Mazzanti first caught a glimpse of the steeplechase during the 2008 Beijing Olympics and it piqued his interest. He then got to compete in an exhibition steeplechase before a meet at SRJC during his sophomore year.

“It’s different. It really breaks up the monotonous aspect of just running laps around the track,” said Mazzanti. “It attracts pretty crazy people and I like to experience weird stuff. It fits me.”

Before the race, Mazzanti had other barriers to overcome off the track.

The steeplechase is not a CIF-sanctioned event and Santa Rosa High School, where Mazzanti will be a senior this school year, does not have any water pits or steeple barriers.

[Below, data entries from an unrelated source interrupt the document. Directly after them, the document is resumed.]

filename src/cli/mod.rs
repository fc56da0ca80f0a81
//! Command-line parsing for the groundwater trend & splice pipeline.
//!
//! The goal of this module is to keep **argument parsing** and **command dispatch**
//! separate from the engine code. Every run option can also be set through a
//! `WATERTRACE_*` environment variable (a `.env` file is honoured).

use std::path::PathBuf;

use clap::{ArgAction, Args, Parser, Subcommand};

use crate::domain::{OverlapPolicy, SamplingCadence, Source};

/// Top-level CLI.
#[derive(Debug, Parser)]
#[command(name = "watertrace", version, about = "Groundwater trend analysis and GRACE/GLDAS series splicing")]
pub struct Cli {
    /// Increase log verbosity (-v debug, -vv trace). `RUST_LOG` takes precedence.
    #[arg(short, long, global = true, action = ArgAction::Count)]
    pub verbose: u8,

    #[command(subcommand)]
    pub command: Command,
}

/// CLI subcommands.
#[derive(Debug, Subcommand)]
pub enum Command {
    /// Load both series, compute trends, normalize, splice, and report.
    Run(RunArgs),
    /// Trend of a single series file.
    Trend(TrendArgs),
    /// Plot a previously exported run report JSON.
    Plot(PlotArgs),
    /// Print the district anomaly table.
    Districts(DistrictArgs),
    /// Pick the first available dataset from a candidate catalog JSON.
    SelectDataset(SelectArgs),
}

/// Options for the full pipeline.
#[derive(Debug, Args, Clone)]
pub struct RunArgs {
    /// Historical (GRACE) series CSV.
    #[arg(long, value_name = "CSV", env = "WATERTRACE_HISTORICAL")]
    pub historical: PathBuf,

    /// Recent (GLDAS) series CSV.
    #[arg(long, value_name = "CSV", env = "WATERTRACE_RECENT")]
    pub recent: PathBuf,

    /// Date column of the historical file.
    #[arg(long, default_value = "date", env = "WATERTRACE_HISTORICAL_DATE_COLUMN")]
    pub historical_date_column: String,

    /// Value column of the historical file.
    #[arg(long, env = "WATERTRACE_HISTORICAL_VALUE_COLUMN")]
    pub historical_value_column: String,

    /// Date column of the recent file.
    #[arg(long, default_value = "date", env = "WATERTRACE_RECENT_DATE_COLUMN")]
    pub recent_date_column: String,

    /// Value column of the recent file.
    #[arg(long, env = "WATERTRACE_RECENT_VALUE_COLUMN")]
    pub recent_value_column: String,

    /// Unit label of historical values.
    #[arg(long, default_value = "cm", env = "WATERTRACE_HISTORICAL_UNIT")]
    pub historical_unit: String,

    /// Unit label of recent values.
    #[arg(long, default_value = "kg/m2", env = "WATERTRACE_RECENT_UNIT")]
    pub recent_unit: String,

    /// Sampling cadence of both series.
    #[arg(long, value_enum, default_value_t = SamplingCadence::Monthly, env = "WATERTRACE_CADENCE")]
    pub cadence: SamplingCadence,

    /// Calendar year of the recent series used as its baseline.
    #[arg(long, env = "WATERTRACE_BASELINE_YEAR")]
    pub baseline_year: i32,

    /// Recent units per one historical unit (e.g. 10 kg/m2 per cm).
    #[arg(long = "factor", env = "WATERTRACE_UNIT_CONVERSION_FACTOR")]
    pub unit_conversion_factor: f64,

    /// Continuity anchor in historical units (default: last historical value).
    #[arg(long, allow_negative_numbers = true, env = "WATERTRACE_OFFSET")]
    pub offset: Option<f64>,

    /// What to do when the recent series starts inside the historical date range.
    #[arg(long, value_enum, default_value_t = OverlapPolicy::Warn, env = "WATERTRACE_OVERLAP_POLICY")]
    pub overlap_policy: OverlapPolicy,

    /// Per-year slope magnitude below which a significant trend reads as stable.
    #[arg(long, default_value_t = 1.0, env = "WATERTRACE_STABLE_BAND")]
    pub stable_band: f64,

    /// Periods to forecast from the combined series (0 disables forecasting).
    #[arg(long, default_value_t = 0, env = "WATERTRACE_FORECAST_HORIZON")]
    pub forecast_horizon: usize,

    /// Render an ASCII plot in the terminal.
    #[arg(long)]
    pub plot: bool,

    /// Plot width (columns).
    #[arg(long, default_value_t = 100)]
    pub width: usize,

    /// Plot height (rows).
    #[arg(long, default_value_t = 25)]
    pub height: usize,

    /// Write the run report to JSON.
    #[arg(long = "export-json", value_name = "JSON", env = "WATERTRACE_EXPORT_JSON")]
    pub export_json: Option<PathBuf>,

    /// Write the combined series to CSV.
    #[arg(long = "export-csv", value_name = "CSV", env = "WATERTRACE_EXPORT_CSV")]
    pub export_csv: Option<PathBuf>,
}

/// Options for a single-series trend.
#[derive(Debug, Args, Clone)]
pub struct TrendArgs {
    /// Series CSV.
    #[arg(value_name = "CSV")]
    pub input: PathBuf,

    #[arg(long, default_value = "date")]
    pub date_column: String,

    #[arg(long)]
    pub value_column: String,

    /// Which record the file holds (only affects provenance tags).
    #[arg(long, value_enum, default_value_t = Source::Historical)]
    pub source: Source,

    #[arg(long, value_enum, default_value_t = SamplingCadence::Monthly, env = "WATERTRACE_CADENCE")]
    pub cadence: SamplingCadence,

    #[arg(long, default_value_t = 1.0, env = "WATERTRACE_STABLE_BAND")]
    pub stable_band: f64,

    /// Unit label for the report.
    #[arg(long, default_value = "cm")]
    pub unit: String,
}

/// Options for plotting a saved run report.
#[derive(Debug, Args)]
pub struct PlotArgs {
    /// Report JSON produced by `watertrace run --export-json`.
    #[arg(long, value_name = "JSON")]
    pub report: PathBuf,

    /// Plot width (columns).
    #[arg(long, default_value_t = 100)]
    pub width: usize,

    /// Plot height (rows).
    #[arg(long, default_value_t = 25)]
    pub height: usize,
}

#[derive(Debug, Args)]
pub struct DistrictArgs {
    /// Only show districts of this province.
    #[arg(long)]
    pub province: Option<String>,
}

#[derive(Debug, Args)]
pub struct SelectArgs {
    /// JSON array of dataset candidates, in preference order.
    #[arg(value_name = "JSON")]
    pub catalog: PathBuf,

    /// Only consider candidates for this role.
    #[arg(long, value_enum)]
    pub role: Option<Source>,
}
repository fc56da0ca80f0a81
//! Terminal plots.

pub mod ascii;

pub use ascii::*;
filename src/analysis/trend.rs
//! Trend estimation against the sample index.
//!
//! The regressor is the zero-based position of each point (`0, 1, 2, ...`), not
//! calendar time, so the raw slope is "change per sample interval". Irregular
//! spacing or gaps are therefore ignored; the cadence only scales the slope to a
//! per-year figure.

use serde::{Deserialize, Serialize};
use tracing::debug;

use crate::domain::{SamplingCadence, Series, TrendResult};
use crate::error::EngineError;
use crate::math::linregress;

/// p-value below which a trend is reported as significant.
///
/// Fixed on purpose; callers wanting another threshold compare `p_value` directly.
pub const SIGNIFICANCE_LEVEL: f64 = 0.05;

/// Fit an OLS line through `series` and annualize its slope.
pub fn estimate_trend(series: &Series, cadence: SamplingCadence) -> Result<TrendResult, EngineError> {
    let values: Vec<f64> = series.values().collect();
    trend_from_values(&values, cadence)
}

pub(crate) fn trend_from_values(values: &[f64], cadence: SamplingCadence) -> Result<TrendResult, EngineError> {
    if values.len() < 2 {
        return Err(EngineError::InsufficientData {
            what: "trend regression",
            needed: 2,
            got: values.len(),
        });
    }

    let x: Vec<f64> = (0..values.len()).map(|i| i as f64).collect();
    let fit = linregress(&x, values).ok_or_else(|| {
        EngineError::InvalidSeries("regression against the sample index is undefined".to_string())
    })?;

    let r_squared = (fit.r_value * fit.r_value).clamp(0.0, 1.0);
    let slope_annualized = fit.slope * cadence.periods_per_year();
    if ![fit.slope, slope_annualized, fit.intercept, fit.std_err].iter().all(|v| v.is_finite()) {
        return Err(EngineError::InvalidSeries(
            "trend coefficients overflow the representable range".to_string(),
        ));
    }
    let result = TrendResult {
        n_points: values.len(),
        slope_per_period: fit.slope,
        slope_annualized,
        intercept: fit.intercept,
        r_squared,
        p_value: fit.p_value,
        std_err: fit.std_err,
        significant: fit.p_value < SIGNIFICANCE_LEVEL,
    };
    debug!(
        n = result.n_points,
        slope = result.slope_per_period,
        r_squared = result.r_squared,
        p_value = result.p_value,
        "trend fitted"
    );
    Ok(result)
}

/// Qualitative reading of a trend.
#[derive(Debug, Clone, Copy, PartialEq, Eq, Serialize, Deserialize)]
#[serde(rename_all = "snake_case")]
pub enum TrendInterpretation {
    Declining,
    Increasing,
    Stable,
    NotSignificant,
}

impl TrendInterpretation {
    pub fn describe(self) -> &'static str {
        match self {
            TrendInterpretation::Declining => "significant declining trend",
            TrendInterpretation::Increasing => "significant increasing trend",
            TrendInterpretation::Stable => "significant but small change, relatively stable",
            TrendInterpretation::NotSignificant => "no statistically significant trend",
        }
    }
}

/// Classify a trend; `stable_band` is the per-year magnitude below which a
/// significant slope still counts as stable.
pub fn interpret(trend: &TrendResult, stable_band: f64) -> TrendInterpretation {
    if !trend.significant {
        return TrendInterpretation::NotSignificant;
    }
    if trend.slope_annualized < -stable_band {
        TrendInterpretation::Declining
    } else if trend.slope_annualized > stable_band {
        TrendInterpretation::Increasing
    } else {
        TrendInterpretation::Stable
    }
}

Joseph and Mazzanti had to get creative with their training, including stacking hurdles together for make-shift steeple barriers, marking out different distances with leaves for jumps and traveling to the nearby SRJC to use the Bear Cubs’ training facility.

On top of all this, Mazzanti had a 100-mile backpacking trip scheduled 10 days out from the race that took away from his training schedule.

On race day, Mazzanti’s event was originally scheduled for 2 p.m. at Sacramento State. After weather concerns due to the high temperature, the race was postponed until 7 p.m. However, at 7 p.m. the temperature on the track was still 103 degrees, with no signs of cooling off.

Mazzanti had to check in every hour until runners were finally given the green light to race at 11 p.m.

“I had a lot of adrenaline going. The atmosphere was amazing,” said Mazzanti. “I was just really excited to race. It was nice to compete against the best.”

Mazzanti will only take a short break before heading to cross country camp next week to train with his Santa Rosa High teammates for his senior season.

Joseph expects that because of Mazzanti’s stellar time at the Junior Olympics, he will be invited to compete in high-profile steeplechases across the country over the next year.

For now, Mazzanti just hopes to be able to compete in the steeplechase during college.